- [What to work on] Wherever the word "UpdateStatisticHandler" appears in a line below, that line counts; report the total number of such lines only.

════════════════

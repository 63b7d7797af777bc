pub mod player_statistic;
use std::sync::Arc;

use crate::{
    rpc::envelope::ResponseEnvelope,
    schema::{Payload, init::InitStatisticSchema, retrieve::RetrieveStatisticSchema},
    workflow::statistic::{
        init::InitStatisticUseCase, retrieve::RetrieveStatisticUseCase,
        update::UpdateStatisticUseCase,
    },
};

/// Turns one parsed request into exactly one envelope. Failures never escape as errors.
#[async_trait::async_trait]
pub trait RpcHandler {
    async fn handle(&self, payload: Payload) -> ResponseEnvelope;
}

pub struct InitStatisticHandler {
    use_case: Arc<dyn InitStatisticUseCase + Send + Sync + 'static>,
}

impl InitStatisticHandler {
    pub fn new(use_case: Arc<dyn InitStatisticUseCase + Send + Sync + 'static>) -> Self {
        Self { use_case }
    }
}

#[async_trait::async_trait]
impl RpcHandler for InitStatisticHandler {
    async fn handle(&self, payload: Payload) -> ResponseEnvelope {
        match InitStatisticSchema::load(&payload) {
            Ok(request) => ResponseEnvelope::from_result(self.use_case.init(request).await),
            Err(errors) => errors.into(),
        }
    }
}

pub struct RetrieveStatisticHandler {
    use_case: Arc<dyn RetrieveStatisticUseCase + Send + Sync + 'static>,
}

impl RetrieveStatisticHandler {
    pub fn new(use_case: Arc<dyn RetrieveStatisticUseCase + Send + Sync + 'static>) -> Self {
        Self { use_case }
    }
}

#[async_trait::async_trait]
impl RpcHandler for RetrieveStatisticHandler {
    async fn handle(&self, payload: Payload) -> ResponseEnvelope {
        match RetrieveStatisticSchema::load(&payload) {
            Ok(request) => ResponseEnvelope::from_result(self.use_case.retrieve(request).await),
            Err(errors) => errors.into(),
        }
    }
}

pub struct UpdateStatisticHandler {
    use_case: Arc<dyn UpdateStatisticUseCase + Send + Sync + 'static>,
}

impl UpdateStatisticHandler {
    pub fn new(use_case: Arc<dyn UpdateStatisticUseCase + Send + Sync + 'static>) -> Self {
        Self { use_case }
    }
}

#[async_trait::async_trait]
impl RpcHandler for UpdateStatisticHandler {
    async fn handle(&self, payload: Payload) -> ResponseEnvelope {
        ResponseEnvelope::from_result(self.use_case.update(payload).await)
    }
}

════════════════

- [Solution for this exercise] 3